Back in 2017, Warner Brothers released Joss Whedon’s Justice League, supposedly the springboard to a shared universe of spinoff movies. But the movie cratered, and in the years since, it has been widely considered to be a creative disaster.

But another version of the movie was widely rumored to exist – a cut by the original director Zack Snyder, before it was sliced and diced by the studio and Whedon in an effort to make a more marketable blockbuster. And after years of fans demanding that the studio release the artist’s vision, the fabled “Snyder Cut” was finally released, completed and four hours long. Was it worth the wait?

In a word, yes.

Zack Snyder’s Justice League covers roughly the same territory as the Joss Whedon Cut – Batman (Ben Affleck) brings together several superheroes to fight an extraterrestrial warlord named Steppenwolf (Ciaran Hinds). This includes the immortal warrior Diana (Gal Gadot), young speedster Barry Allen (Ezra Miller), the gruff water-warrior Arthur (Jason Momoa) and a traumatized young cyborg named Victor (Ray Fisher). In their quest to keep Steppenwolf from uniting the three Motherboxes that will spell the Earth’s doom, they realize that they need the help of Superman (Henry Cavill) – and they may have the means of returning him to life.

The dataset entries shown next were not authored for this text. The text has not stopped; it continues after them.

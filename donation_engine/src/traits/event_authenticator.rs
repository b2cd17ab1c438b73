use thiserror::Error;

use crate::stripe::PaymentEvent;

#[derive(Debug, Clone, PartialEq, Eq, Error)]
pub enum WebhookError {
    #[error("No signature header value was provided.")]
    MissingSignature,
    #[error("Unable to extract timestamp and signatures from header.")]
    MalformedSignature,
    #[error("No signatures found with expected scheme.")]
    NoSignaturesForScheme,
    #[error("No signatures found matching the expected signature for payload.")]
    SignatureMismatch,
    #[error("Timestamp outside the tolerance zone ({age}s old, tolerance is {tolerance}s).")]
    TimestampOutsideTolerance { age: i64, tolerance: i64 },
    #[error("The webhook signing secret has not been configured.")]
    SecretNotConfigured,
    #[error("The webhook signing secret is unusable. {0}")]
    InvalidSecret(String),
    #[error("The event payload is malformed. {0}")]
    MalformedPayload(String),
}

/// Authenticates and parses incoming payment-processor webhooks.
///
/// Implementations must not hand back an event unless the signature checks out. Every failure is the caller's
/// problem (a client error); there is nothing to retry on our side.
pub trait EventAuthenticator {
    fn construct_event(&self, payload: &[u8], signature: Option<&str>) -> Result<PaymentEvent, WebhookError>;
}
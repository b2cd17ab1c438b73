use std::{collections::HashMap, fmt::Debug, sync::Arc};

use log::*;
use parking_lot::RwLock;

use crate::{
    donation::Donation,
    events::HubMessage,
    traits::{SessionId, Subscriber},
};

type SubscriberMap = HashMap<SessionId, Arc<dyn Subscriber>>;

/// The set of currently connected viewers.
///
/// Cloning is cheap and every clone shares the same set. The hub never closes a connection; it only forgets handles
/// when the transport tells it to.
#[derive(Clone, Default)]
pub struct BroadcastHub {
    subscribers: Arc<RwLock<SubscriberMap>>,
}

impl Debug for BroadcastHub {
    fn fmt(&self, f: &mut std::fmt::Formatter<'_>) -> std::fmt::Result {
        write!(f, "BroadcastHub({} subscribers)", self.subscriber_count())
    }
}

impl BroadcastHub {
    pub fn new() -> Self {
        Self::default()
    }

    /// Adds a subscriber. A handle with the same session id replaces the old one.
    pub fn register(&self, subscriber: Arc<dyn Subscriber>) {
        let id = subscriber.session_id().clone();
        let total = {
            let mut subscribers = self.subscribers.write();
            if subscribers.insert(id.clone(), subscriber).is_some() {
                warn!("📡️ Subscriber {id} was already registered. Replacing the old handle.");
            }
            subscribers.len()
        };
        debug!("📡️ Subscriber {id} registered. {total} connected.");
    }

    /// Removes a subscriber. Unknown ids are ignored. Returns true if the subscriber was registered.
    pub fn unregister(&self, id: &SessionId) -> bool {
        let (removed, total) = {
            let mut subscribers = self.subscribers.write();
            let removed = subscribers.remove(id).is_some();
            (removed, subscribers.len())
        };
        if removed {
            debug!("📡️ Subscriber {id} unregistered. {total} connected.");
        } else {
            trace!("📡️ Subscriber {id} was not registered. Nothing to do.");
        }
        removed
    }

    pub fn is_registered(&self, id: &SessionId) -> bool {
        self.subscribers.read().contains_key(id)
    }

    pub fn subscriber_count(&self) -> usize {
        self.subscribers.read().len()
    }

    /// Sends the donation to every subscriber registered right now, in no particular order. Returns the number of
    /// subscribers that accepted it.
    pub fn broadcast(&self, donation: &Donation) -> usize {
        let delivered = self.fan_out(&HubMessage::Donation(donation.clone()));
        info!("📡️ Donation broadcast to {delivered} viewer(s): {donation}");
        delivered
    }

    /// Pings every subscriber. Returns the number of subscribers that accepted the ping.
    pub fn send_keepalive(&self) -> usize {
        self.fan_out(&HubMessage::KeepAlive)
    }

    fn fan_out(&self, message: &HubMessage) -> usize {
        // Snapshot so that (un)registrations never wait on, or interfere with, delivery.
        let snapshot = self.subscribers.read().values().cloned().collect::<Vec<_>>();
        snapshot
            .iter()
            .filter(|sub| match sub.send(message.clone()) {
                Ok(()) => true,
                Err(e) => {
                    debug!("📡️ Could not deliver to subscriber. {e}");
                    false
                },
            })
            .count()
    }
}
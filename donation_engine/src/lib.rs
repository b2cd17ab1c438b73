//! Donation Engine
//!
//! The core of the donation alert server. It is transport-agnostic: nothing in here knows about HTTP or
//! Server-Sent Events.
//!
//! The library is divided into three sections:
//! 1. Payment-processor events ([`mod@stripe`]). Raw webhook bodies are authenticated by an [`EventAuthenticator`]
//!    and shaped into a [`PaymentEvent`] straight away, so nothing downstream handles untyped JSON.
//! 2. Normalization ([`mod@normalizer`]). A [`PaymentEvent`] becomes at most one [`Donation`] record. The donor name
//!    and message are resolved through a fixed chain of fallbacks, so normalization itself cannot fail.
//! 3. Fan-out ([`mod@events`]). The [`BroadcastHub`] keeps the set of connected viewers and delivers every donation
//!    to everyone connected at that moment. Viewers are reached through the [`Subscriber`] trait.
//!
//! [`DonationFlowApi`] ties the three together and is what the server calls.
pub mod donation;
pub mod events;
pub mod normalizer;
pub mod stripe;
pub mod traits;

mod api;

#[cfg(any(feature = "test_utils", test))]
pub mod test_utils;

pub use api::donation_flow_api::DonationFlowApi;
pub use donation::{Donation, TestDonationRequest};
pub use events::{BroadcastHub, ChannelSubscriber, HubMessage};
pub use stripe::{PaymentEvent, StripeWebhookVerifier};
pub use traits::{DeliveryError, EventAuthenticator, SessionId, Subscriber, WebhookError};
use std::{
    fmt,
    fmt::{Debug, Display},
};

/// A wrapper that keeps API keys and signing secrets out of logs. `Debug` and `Display` never print the value.
#[derive(Clone, Default)]
pub struct Secret<T>
where T: Clone + Default
{
    value: T,
}

impl<T: Clone + Default> Secret<T> {
    pub fn new(value: T) -> Self {
        Self { value }
    }

    pub fn reveal(&self) -> &T {
        &self.value
    }
}

impl Secret<String> {
    /// True if no secret was configured.
    pub fn is_empty(&self) -> bool {
        self.value.is_empty()
    }
}

impl<T: Clone + Default> Debug for Secret<T> {
    fn fmt(&self, f: &mut fmt::Formatter<'_>) -> fmt::Result {
        f.write_str("****")
    }
}

impl<T: Clone + Default> Display for Secret<T> {
    fn fmt(&self, f: &mut fmt::Formatter<'_>) -> fmt::Result {
        f.write_str("****")
    }
}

But whole the overall plot – and some scenes – are familiar, the movie has whole swathes that are new and enriching. Characters are massively fleshed out, poorly-conceived comedy is notably absent, and the rich lore of the DC universe is woven into the tapestry of the plot – most notably in the malevolent Darkseid and his courtiers, who give some reason for Steppenwolf to conquer Earth other than “he just wants to, okay?”

In short, with four hours to expand into, the Snyder Cut has the ability to be a richer, more compelling narrative. Snyder’s vision here is a muscular, smooth, flowing expanse of scenes that all interweave neatly – nothing here could be trimmed without diminishing something else. This even includes some beloved DC characters who don’t play much of a role here, but were clearly intended to contribute more to a shared universe.

Snyder also strikes an almost perfect balance of action, comedy and tragedy here. There are some moments of understated comedy woven in (“This is Alfred. I work for him”), but it’s kept sedate and appropriate to whatever is happening. There are some great action scenes as well (such as the tragic battle of Steppenwolf against the Amazons), though Snyder makes sure to weave subtle characterization into them. But he delves deep into the loss and pain of the characters here, especially Cyborg’s misery and anger over being turned into… well, a cyborg. Yet he also shows their nobility and their desire to help others.

Furthermore, the Snyder Cut simply feels… bigger and more epic than Whedon’s cut. Whedon’s film always seemed flimsy and small in scale, but this actually feels like our heroes are going up against an apocalyptic threat. This is particularly true in the Justice League’s final battle against Steppenwolf, which is turned from a standard superhero climax into something dazzling – time is bent, space is torn, battles are fought in body and in the mind, and it feels like no other heroes could possibly do what the Justice League is doing.

Furthermore, the characters are finally done justice by this cut – Snyder’s Batman is intelligent and competent, his Superman is a stern but kind and good person, and his Wonder Woman is fierce and magnificent. Even Steppenwolf is given more character dimensions here – in just a few lines, Snyder makes this horned alien monstrosity feel like a real person, who desperately wants redemption and a welcome home. You almost feel sorry for him, even if you don’t want him to succeed.

But the greatest character development comes for Barry and Victor. Barry is shown not just as a funny quippy kid, but as growing into his role as a hero and completely devoting himself to saving the entire world. And Fisher does an outstanding job as Victor, whose raw pain and misery are recognizable in any person who’s suffered a life-changing injury or disease, but whose compassion for others is never dimmed.

Zack Snyder’s Justice League has some flaws, but it is a wildly different – and far superior – cut to the disaster that was released in theaters. It combined slam-bang action and a lore-rich script with a lot of heart and soul – all you could ask from a superhero movie.